Collected data entries
|---|
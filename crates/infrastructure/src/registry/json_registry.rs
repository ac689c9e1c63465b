use async_trait::async_trait;
use serde::Deserialize;
use serverwatch_application::ports::ServerRegistryPort;
use serverwatch_domain::{DomainError, ServerTarget};
use std::path::PathBuf;
use tracing::{debug, warn};

#[derive(Debug, Deserialize)]
struct RegistryDocument {
    #[serde(default)]
    servers: Vec<serde_json::Value>,
}

/// Server registry backed by a JSON document, re-read on every call.
///
/// Entries that fail to deserialize or validate are skipped.
pub struct JsonServerRegistry {
    path: PathBuf,
}

impl JsonServerRegistry {
    pub fn new(path: impl Into<PathBuf>) -> Self {
        Self { path: path.into() }
    }

    pub fn parse(contents: &str) -> Result<Vec<ServerTarget>, DomainError> {
        let document: RegistryDocument = serde_json::from_str(contents)
            .map_err(|e| DomainError::RegistryError(format!("invalid registry document: {}", e)))?;

        let targets = document
            .servers
            .into_iter()
            .enumerate()
            .filter_map(|(index, raw)| {
                let target: ServerTarget = match serde_json::from_value(raw) {
                    Ok(target) => target,
                    Err(e) => {
                        warn!(index, error = %e, "Skipping unreadable server entry");
                        return None;
                    }
                };
                match target.validate() {
                    Ok(()) => Some(target),
                    Err(problems) => {
                        warn!(
                            index,
                            server_id = %target.id,
                            problems = %problems.join("; "),
                            "Skipping invalid server entry"
                        );
                        None
                    }
                }
            })
            .collect();

        Ok(targets)
    }
}

#[async_trait]
impl ServerRegistryPort for JsonServerRegistry {
    async fn load_servers(&self) -> Result<Vec<ServerTarget>, DomainError> {
        let contents = tokio::fs::read_to_string(&self.path).await.map_err(|e| {
            DomainError::RegistryError(format!("cannot read {}: {}", self.path.display(), e))
        })?;

        let targets = Self::parse(&contents)?;
        debug!(path = %self.path.display(), servers = targets.len(), "Loaded server registry");
        Ok(targets)
    }
}
use axum::{
    extract::{Query, State},
    response::{IntoResponse, Response},
    routing::get,
    Json, Router,
};
use tracing::{debug, instrument};

use crate::{
    dto::{ServerStatusBatchResponse, ServerStatusEntry, ServerStatusQuery, ServerStatusResponse},
    errors::ApiError,
    state::AppState,
};

pub fn routes() -> Router<AppState> {
    Router::new().route("/server-status", get(get_server_status))
}

/// Single server when `serverId` is given, every registered server otherwise.
#[instrument(skip(state), name = "api_get_server_status")]
async fn get_server_status(
    State(state): State<AppState>,
    Query(params): Query<ServerStatusQuery>,
) -> Result<Response, ApiError> {
    let force_refresh = params.force_refresh();

    match params.server_id() {
        Some(server_id) => {
            let view = state.server_status.get_one(server_id, force_refresh).await?;
            debug!(
                server_id,
                status = view.server.status.as_str(),
                source = view.cache.source.as_str(),
                "Server status served"
            );
            Ok(Json(ServerStatusResponse::from(view)).into_response())
        }
        None => {
            let servers: Vec<ServerStatusEntry> = state
                .server_status
                .get_all(force_refresh)
                .await
                .into_iter()
                .map(ServerStatusEntry::from)
                .collect();
            debug!(count = servers.len(), force_refresh, "Server statuses served");
            Ok(Json(ServerStatusBatchResponse { servers }).into_response())
        }
    }
}
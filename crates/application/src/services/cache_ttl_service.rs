use serverwatch_domain::{CacheCategory, CacheIntervals};
use std::sync::Arc;
use tracing::{debug, warn};

use crate::ports::CacheSettingsPort;

/// Resolves TTLs from the settings document, falling back to built-in defaults.
pub struct CacheTtlService {
    settings: Arc<dyn CacheSettingsPort>,
}

impl CacheTtlService {
    pub fn new(settings: Arc<dyn CacheSettingsPort>) -> Self {
        Self { settings }
    }

    /// Reads the settings on every call; never cached.
    pub async fn ttl_for(&self, category: CacheCategory) -> u64 {
        let intervals = match self.settings.load_intervals().await {
            Ok(intervals) => intervals,
            Err(e) => {
                warn!(error = %e, "Failed to load cache settings, using defaults");
                CacheIntervals::default()
            }
        };

        let ttl = intervals.ttl_for(category);
        debug!(category = ?category, ttl_secs = ttl, "Resolved cache TTL");
        ttl
    }

    pub async fn server_status_ttl(&self) -> u64 {
        self.ttl_for(CacheCategory::ServerStatus).await
    }
}
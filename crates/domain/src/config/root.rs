use serde::{Deserialize, Serialize};

use super::cache::{CacheConfig, ALL_DATA_TYPE};
use super::errors::ConfigError;
use super::logging::LoggingConfig;
use super::query::QueryConfig;
use super::registry::RegistryConfig;
use super::server::ServerConfig;
use super::settings::SettingsConfig;

/// Main configuration structure for Serverwatch
#[derive(Debug, Clone, Deserialize, Serialize, Default)]
pub struct Config {
    /// Web server configuration (port, bind address, admin key)
    #[serde(default)]
    pub server: ServerConfig,

    /// Outbound game-server query configuration
    #[serde(default)]
    pub query: QueryConfig,

    /// Status cache configuration
    #[serde(default)]
    pub cache: CacheConfig,

    /// Server registry source
    #[serde(default)]
    pub registry: RegistryConfig,

    /// Admin settings document (cache intervals)
    #[serde(default)]
    pub settings: SettingsConfig,

    /// Logging configuration
    #[serde(default)]
    pub logging: LoggingConfig,
}

impl Config {
    /// Load configuration from file or use defaults
    ///
    /// Priority order:
    /// 1. Explicitly provided path
    /// 2. serverwatch.toml in current directory
    /// 3. /etc/serverwatch/config.toml
    /// 4. Default configuration
    pub fn load(path: Option<&str>, cli_overrides: CliOverrides) -> Result<Self, ConfigError> {
        let mut config = if let Some(path) = path {
            Self::from_file(path)?
        } else if std::path::Path::new("serverwatch.toml").exists() {
            Self::from_file("serverwatch.toml")?
        } else if std::path::Path::new("/etc/serverwatch/config.toml").exists() {
            Self::from_file("/etc/serverwatch/config.toml")?
        } else {
            Self::default()
        };

        config.apply_cli_overrides(cli_overrides);
        Ok(config)
    }

    /// Parse configuration from a TOML string
    pub fn from_toml_str(contents: &str) -> Result<Self, ConfigError> {
        toml::from_str(contents).map_err(|e| ConfigError::Parse(e.to_string()))
    }

    fn from_file(path: &str) -> Result<Self, ConfigError> {
        let contents = std::fs::read_to_string(path)
            .map_err(|e| ConfigError::FileRead(path.to_string(), e.to_string()))?;
        Self::from_toml_str(&contents)
    }

    fn apply_cli_overrides(&mut self, overrides: CliOverrides) {
        if let Some(port) = overrides.web_port {
            self.server.web_port = port;
        }
        if let Some(bind) = overrides.bind_address {
            self.server.bind_address = bind;
        }
        if let Some(path) = overrides.servers_path {
            self.registry.path = path;
        }
        if let Some(path) = overrides.settings_path {
            self.settings.path = path;
        }
        if let Some(level) = overrides.log_level {
            self.logging.level = level;
        }
    }

    /// Validate configuration
    pub fn validate(&self) -> Result<(), ConfigError> {
        if self.server.web_port == 0 {
            return Err(ConfigError::Validation("Web port cannot be 0".to_string()));
        }

        if self.query.max_concurrent == 0 {
            return Err(ConfigError::Validation(
                "query.max_concurrent must be at least 1".to_string(),
            ));
        }

        if self.query.max_attempts == 0 {
            return Err(ConfigError::Validation(
                "query.max_attempts must be at least 1".to_string(),
            ));
        }

        if self.query.attempt_timeout_ms == 0 || self.query.socket_timeout_ms == 0 {
            return Err(ConfigError::Validation(
                "query timeouts must be greater than 0".to_string(),
            ));
        }

        if self.cache.sweep_interval_secs == 0 {
            return Err(ConfigError::Validation(
                "cache.sweep_interval_secs must be greater than 0".to_string(),
            ));
        }

        for (data_type, pattern) in &self.cache.invalidation {
            if data_type == ALL_DATA_TYPE {
                return Err(ConfigError::Validation(format!(
                    "cache.invalidation cannot redefine the reserved data type '{}'",
                    ALL_DATA_TYPE
                )));
            }
            fancy_regex::Regex::new(pattern).map_err(|e| {
                ConfigError::Validation(format!(
                    "Invalid invalidation pattern for '{}': {}",
                    data_type, e
                ))
            })?;
        }

        Ok(())
    }
}

/// Command-line overrides for configuration
#[derive(Debug, Default)]
pub struct CliOverrides {
    pub web_port: Option<u16>,
    pub bind_address: Option<String>,
    pub servers_path: Option<String>,
    pub settings_path: Option<String>,
    pub log_level: Option<String>,
}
|---|
== Work to be completed ==
Which lines in the entries above contain "match"? Pull each of them out.

== Written reply ==
                let target: ServerTarget = match serde_json::from_value(raw) {
                match target.validate() {
    match params.server_id() {
        let intervals = match self.settings.load_intervals().await {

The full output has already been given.